N'ayant connu que les collines et la vie plate d'Arvalée, Else ne savait que penser de tout cet univers qui la dépassait totalement. Son peuple était-il heureux de cette vie rythmé par le soleil, où chaque jour paraissait être le précédent, ou bien, ne restaient-ils sur ces terres que par dépit, se protégeant du monde hostile qui entourait les gens de sa condition ? Elle se sentait parfois égoïste de ne penser qu'à la tristesse que lui provoquera l'absence de ces petits monticules, quand, nombreux de ceux qui l'entouraient ne souhaitaient que les fuir.
Devant elle, la conversation animée d'Hector et de Lénora menait la marche, parfois interrompue par les esclaffements plus discrets de George et Louis.
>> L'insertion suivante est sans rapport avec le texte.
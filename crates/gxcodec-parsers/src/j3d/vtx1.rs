//! VTX1: vertex formats and arrays

use tracing::{debug, warn};

use super::{slot_buffer_name, SectionHeader, PADDING};
use crate::binary::{LinkWidth, Reader, Writer};
use crate::diagnostics::Transaction;
use crate::gx::{BufferSlot, VertexAttribute, VertexUsage};
use crate::model::{read_vertex_array, write_vertex_array, BufferKind, Model, VertexBuffer, VertexFormat};
use crate::traits::{ParseError, ParseResult};

/// Array offsets stored in the header: pos, nrm, nbt, clr0-1, tex0-7
const ARRAY_COUNT: usize = 13;
const FORMAT_LIST_OFFSET: u32 = 0x40;
const FORMAT_END: u32 = 0xFF;

fn array_index(slot: BufferSlot) -> usize {
    match slot {
        BufferSlot::Position => 0,
        BufferSlot::Normal => 1,
        BufferSlot::Color(i) => 3 + i as usize,
        BufferSlot::TexCoord(i) => 5 + i as usize,
    }
}

pub(crate) fn read(
    reader: &mut Reader<'_>,
    section: &SectionHeader,
    tx: &mut Transaction,
) -> ParseResult<Vec<(BufferSlot, VertexBuffer)>> {
    let format_offset = reader.read_u32()?;
    let mut offsets = [0u32; ARRAY_COUNT];
    for offset in &mut offsets {
        *offset = reader.read_u32()?;
    }

    reader.seek(section.at(format_offset))?;
    let mut formats = Vec::new();
    loop {
        let attr = reader.read_u32()?;
        let count = reader.read_u32()?;
        let ty = reader.read_u32()?;
        let shift = reader.read_u8()?;
        reader.skip(3)?;
        if attr == FORMAT_END {
            break;
        }
        formats.push((attr, count, ty, shift));
    }

    let mut buffers = Vec::new();
    for (attr, count, ty, shift) in formats {
        let Some(slot) = VertexAttribute::from_u32(attr).and_then(VertexAttribute::buffer_slot) else {
            tx.warn("VTX1", format!("skipping arrays for unsupported attribute {attr}"));
            continue;
        };
        let kind = BufferKind::for_slot(slot);
        let start = offsets[array_index(slot)];
        if start == 0 {
            tx.warn("VTX1", format!("{slot:?} has a format but no array"));
            continue;
        }

        // The element count is implied by the distance to the next array.
        let end = offsets
            .iter()
            .copied()
            .filter(|&o| o > start)
            .min()
            .map_or(section.size, |o| o as usize);

        let parsed = VertexFormat::from_raw(kind, count, ty, shift).and_then(|format| {
            let stride = format.stride(kind)?;
            let elements = end.saturating_sub(start as usize) / stride;
            reader.seek(section.at(start))?;
            let data = read_vertex_array(reader, kind, format, elements)?;
            Ok(VertexBuffer::new(slot_buffer_name(slot), format, data))
        });
        match parsed {
            Ok(buffer) => {
                debug!(slot = ?slot, elements = buffer.len(), "Read vertex array");
                buffers.push((slot, buffer));
            }
            Err(e) => tx.error("VTX1", format!("{slot:?}: {e}")),
        }
    }

    // Arrays are read greedily; account for the whole section.
    reader.seek(section.end())?;
    Ok(buffers)
}

/// Shrink each buffer to the highest index the display lists reference
pub(crate) fn trim(model: &mut Model, slots: &[Option<usize>; BufferSlot::COUNT], usage: &VertexUsage, tx: &mut Transaction) {
    for (slot_index, buffer_index) in slots.iter().enumerate() {
        let (Some(slot), Some(buffer_index)) = (BufferSlot::from_index(slot_index), *buffer_index) else {
            continue;
        };
        let Some(buffer) = model.vertex_buffers.get_mut(buffer_index) else {
            continue;
        };
        match usage.max_index(slot.attribute()) {
            Some(max) if usize::from(max) < buffer.len() => buffer.data.truncate(usize::from(max) + 1),
            Some(max) => tx.warn(
                "VTX1",
                format!("index {max} is past the {} elements of `{}`", buffer.len(), buffer.name),
            ),
            None => {}
        }
    }
}

/// Map every buffer slot to the model buffer stored there
///
/// Slots come from mesh bindings first. Buffers no mesh binds take the
/// first free slot of their kind.
pub fn assign_slots(model: &Model) -> ParseResult<[Option<usize>; BufferSlot::COUNT]> {
    let mut slots: [Option<usize>; BufferSlot::COUNT] = [None; BufferSlot::COUNT];

    for mesh in &model.meshes {
        for slot in mesh.used_slots() {
            let Some(name) = mesh.buffer(slot) else {
                return Err(ParseError::invalid(format!("mesh `{}` has no buffer for {slot:?}", mesh.name)));
            };
            let index = model
                .vertex_buffers
                .iter()
                .position(|b| b.name == name)
                .ok_or_else(|| ParseError::invalid(format!("mesh `{}` references missing buffer `{name}`", mesh.name)))?;
            match slots[slot.index()] {
                Some(existing) if existing != index => {
                    return Err(ParseError::invalid(format!(
                        "buffers `{}` and `{name}` both need the {slot:?} slot",
                        model.vertex_buffers[existing].name
                    )));
                }
                _ => slots[slot.index()] = Some(index),
            }
        }
    }

    for (index, buffer) in model.vertex_buffers.iter().enumerate() {
        if slots.contains(&Some(index)) {
            continue;
        }
        let free = (0..BufferSlot::COUNT)
            .filter_map(BufferSlot::from_index)
            .find(|&slot| BufferKind::for_slot(slot) == buffer.kind() && slots[slot.index()].is_none());
        match free {
            Some(slot) => slots[slot.index()] = Some(index),
            None => warn!(buffer = %buffer.name, "No free slot, buffer dropped"),
        }
    }
    Ok(slots)
}

pub(crate) fn write(writer: &mut Writer, model: &Model, slots: &[Option<usize>; BufferSlot::COUNT]) -> ParseResult<()> {
    let mut section = writer.open_section(b"VTX1");
    let base = section.start();

    let mut stored: Vec<(BufferSlot, &VertexBuffer)> = Vec::new();
    for (slot_index, buffer_index) in slots.iter().enumerate() {
        if let (Some(slot), Some(buffer)) = (
            BufferSlot::from_index(slot_index),
            buffer_index.and_then(|i| model.vertex_buffers.get(i)),
        ) {
            stored.push((slot, buffer));
        }
    }

    section.write_u32(FORMAT_LIST_OFFSET);
    for array in 0..ARRAY_COUNT {
        if stored.iter().any(|(slot, _)| array_index(*slot) == array) {
            section.write_offset(base, format!("VTX1.array{array}"), LinkWidth::I32);
        } else {
            section.write_u32(0);
        }
    }

    debug_assert_eq!(section.position() - base, FORMAT_LIST_OFFSET as usize);
    for (slot, buffer) in &stored {
        let (count, ty, shift) = buffer.format.to_raw();
        section.write_u32(slot.attribute() as u32);
        section.write_u32(count);
        section.write_u32(ty);
        section.write_u8(shift);
        section.write_bytes(&[0xFF; 3]);
    }
    section.write_u32(FORMAT_END);
    section.write_u32(0);
    section.write_u32(0);
    section.write_u8(0);
    section.write_bytes(&[0xFF; 3]);

    for (slot, buffer) in &stored {
        section.align(32);
        section.label(format!("VTX1.array{}", array_index(*slot)));
        write_vertex_array(&mut section, buffer)?;
    }
    section.align_with(32, PADDING);
    Ok(())
}
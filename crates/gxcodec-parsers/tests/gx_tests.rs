//! Property tests for display lists, name pools and resource dictionaries

use gxcodec_parsers::binary::{Endian, Reader, Writer};
use gxcodec_parsers::g3d::Dictionary;
use gxcodec_parsers::gx::{
    decode_display_list, encode_display_list, IndexedPrimitive, IndexedVertex, PrimitiveType, VertexAttribute,
    VertexAttributeType, VertexDescriptor, VertexUsage,
};
use gxcodec_parsers::names::{read_name, NameTable};
use gxcodec_parsers::ParseError;

fn descriptor() -> VertexDescriptor {
    VertexDescriptor::new()
        .with(VertexAttribute::PositionNormalMatrixIndex, VertexAttributeType::Direct)
        .with(VertexAttribute::Position, VertexAttributeType::Short)
        .with(VertexAttribute::TexCoord0, VertexAttributeType::Byte)
}

fn primitive(kind: PrimitiveType, vertices: &[(u8, u16, u8)]) -> IndexedPrimitive {
    let mut prim = IndexedPrimitive::new(kind);
    for &(matrix, position, uv) in vertices {
        prim.vertices.push(
            IndexedVertex::new()
                .with(VertexAttribute::PositionNormalMatrixIndex, u16::from(matrix))
                .with(VertexAttribute::Position, position)
                .with(VertexAttribute::TexCoord0, u16::from(uv)),
        );
    }
    prim
}

mod display_list_tests {
    use super::*;

    #[test]
    fn test_zero_tag_ends_list() {
        let bytes = [0x90, 0x00, 0x01, 0x00, 0x00, 0x05, 0x01, 0x00, 0x90, 0x00, 0x01];
        let mut reader = Reader::new(&bytes, Endian::Big);
        let mut prims: Vec<IndexedPrimitive> = Vec::new();
        decode_display_list(&mut reader, bytes.len(), &descriptor(), &mut prims, None).unwrap();
        assert_eq!(prims.len(), 1);
        assert_eq!(prims[0].vertices[0].get(VertexAttribute::Position), 5);
    }

    #[test]
    fn test_direct_only_for_matrix_index() {
        let desc = VertexDescriptor::new().with(VertexAttribute::Position, VertexAttributeType::Direct);
        let mut writer = Writer::new(Endian::Big);
        let err = encode_display_list(&mut writer, &desc, &[primitive(PrimitiveType::Points, &[(0, 0, 0)])])
            .unwrap_err();
        assert!(matches!(err, ParseError::UnsupportedDirectAttribute { attribute: VertexAttribute::Position }));
    }

    #[test]
    fn test_command_without_high_bit_is_malformed() {
        let bytes = [0x10, 0x00, 0x00];
        let mut reader = Reader::new(&bytes, Endian::Big);
        let mut prims: Vec<IndexedPrimitive> = Vec::new();
        let err = decode_display_list(&mut reader, bytes.len(), &descriptor(), &mut prims, None).unwrap_err();
        assert!(matches!(err, ParseError::MalformedDisplayList { offset: 0, command: 0x10 }));
    }

    #[test]
    fn test_every_opcode_past_points_is_malformed() {
        for tag in 0xC0..=0xFFu8 {
            let bytes = [0x90, 0x00, 0x01, 0x00, 0x00, 0x05, 0x01, tag, 0x00, 0x01, 0x00, 0x00, 0x00, 0x00];
            let mut reader = Reader::new(&bytes, Endian::Big);
            let mut prims: Vec<IndexedPrimitive> = Vec::new();
            let err = decode_display_list(&mut reader, bytes.len(), &descriptor(), &mut prims, None).unwrap_err();
            assert!(
                matches!(err, ParseError::MalformedDisplayList { offset: 7, command } if command == tag),
                "{tag:#04X}: {err}"
            );
        }
    }

    #[test]
    fn test_index_wider_than_byte_is_not_truncated() {
        let mut prim = primitive(PrimitiveType::Points, &[(0, 0, 0)]);
        prim.vertices[0].set(VertexAttribute::TexCoord0, 0x100);
        let mut writer = Writer::new(Endian::Big);
        assert!(encode_display_list(&mut writer, &descriptor(), &[prim]).is_err());

        let mut prim = primitive(PrimitiveType::Points, &[(0, 0, 0)]);
        prim.vertices[0].set(VertexAttribute::PositionNormalMatrixIndex, 0x1FF);
        let mut writer = Writer::new(Endian::Big);
        assert!(encode_display_list(&mut writer, &descriptor(), &[prim]).is_err());
    }
}

mod proptest_tests {
    use super::*;
    use proptest::prelude::*;

    fn kind() -> impl Strategy<Value = PrimitiveType> {
        prop_oneof![
            Just(PrimitiveType::Triangles),
            Just(PrimitiveType::TriangleStrip),
            Just(PrimitiveType::TriangleFan),
            Just(PrimitiveType::Quads),
            Just(PrimitiveType::Lines),
            Just(PrimitiveType::Points),
        ]
    }

    fn primitives() -> impl Strategy<Value = Vec<IndexedPrimitive>> {
        prop::collection::vec(
            (kind(), prop::collection::vec((any::<u8>(), any::<u16>(), any::<u8>()), 1..40))
                .prop_map(|(kind, vertices)| primitive(kind, &vertices)),
            1..8,
        )
    }

    proptest! {
        #[test]
        fn test_display_list_decodes_what_was_encoded(prims in primitives()) {
            let desc = descriptor();
            let mut writer = Writer::new(Endian::Big);
            let size = encode_display_list(&mut writer, &desc, &prims).unwrap();
            let bytes = writer.finish().unwrap();
            prop_assert_eq!(size, bytes.len());
            prop_assert_eq!(size % 32, 0);

            let mut reader = Reader::new(&bytes, Endian::Big);
            let mut decoded: Vec<IndexedPrimitive> = Vec::new();
            let mut usage = VertexUsage::new();
            decode_display_list(&mut reader, size, &desc, &mut decoded, Some(&mut usage)).unwrap();
            prop_assert_eq!(&decoded, &prims);

            let max = prims
                .iter()
                .flat_map(|p| &p.vertices)
                .map(|v| v.get(VertexAttribute::Position))
                .max();
            prop_assert_eq!(usage.max_index(VertexAttribute::Position), max);
            prop_assert_eq!(usage.max_index(VertexAttribute::Normal), None);
        }

        #[test]
        fn test_name_pool_resolves_every_site(names in prop::collection::vec("[a-z_]{0,12}", 1..30)) {
            let mut writer = Writer::new(Endian::Big);
            let mut table = NameTable::new();
            let mut sites = Vec::new();
            for name in &names {
                sites.push(writer.position());
                table.reference(&mut writer, name, 0);
            }
            let distinct: std::collections::HashSet<&String> = names.iter().filter(|n| !n.is_empty()).collect();
            prop_assert_eq!(table.len(), distinct.len());
            table.commit(&mut writer);
            let bytes = writer.finish().unwrap();

            let mut reader = Reader::new(&bytes, Endian::Big);
            for (site, name) in sites.iter().zip(&names) {
                reader.seek(*site).unwrap();
                prop_assert_eq!(&read_name(&mut reader, 0).unwrap(), name);
            }
        }

        #[test]
        fn test_dictionary_finds_every_entry(names in prop::collection::hash_set("[A-Za-z0-9_]{1,16}", 1..40)) {
            let names: Vec<String> = names.into_iter().collect();
            let dict = Dictionary::build(&names).unwrap();
            prop_assert_eq!(dict.len(), names.len());
            for (i, name) in names.iter().enumerate() {
                let node = dict.find(name);
                prop_assert!(node.is_some(), "{} missing", name);
                prop_assert_eq!(node.map(|n| n.data), Some(i));
            }
            prop_assert!(dict.find("not-an-entry!").is_none());
        }
    }
}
D'un air distrait, Else les observait s'agiter et bavasser joyeusement, heureux tels qu'elle les avait connus et tel qu'elle les connaîtrait toujours. Leurs épaules s'étaient endurcies tout comme leur voix, mais pas une seule fois leur sourire n'avait quitté leurs lèvres, à la manière des rossignols qui animaient toujours les matins d'été. Rien n'avait changé et tout été pourtant si différent. Un peu déroutée par le drôle de pincement qui lui enserrait la poitrine, la jeune fille se laissa porter par le brouhaha rassurant des chamailleries.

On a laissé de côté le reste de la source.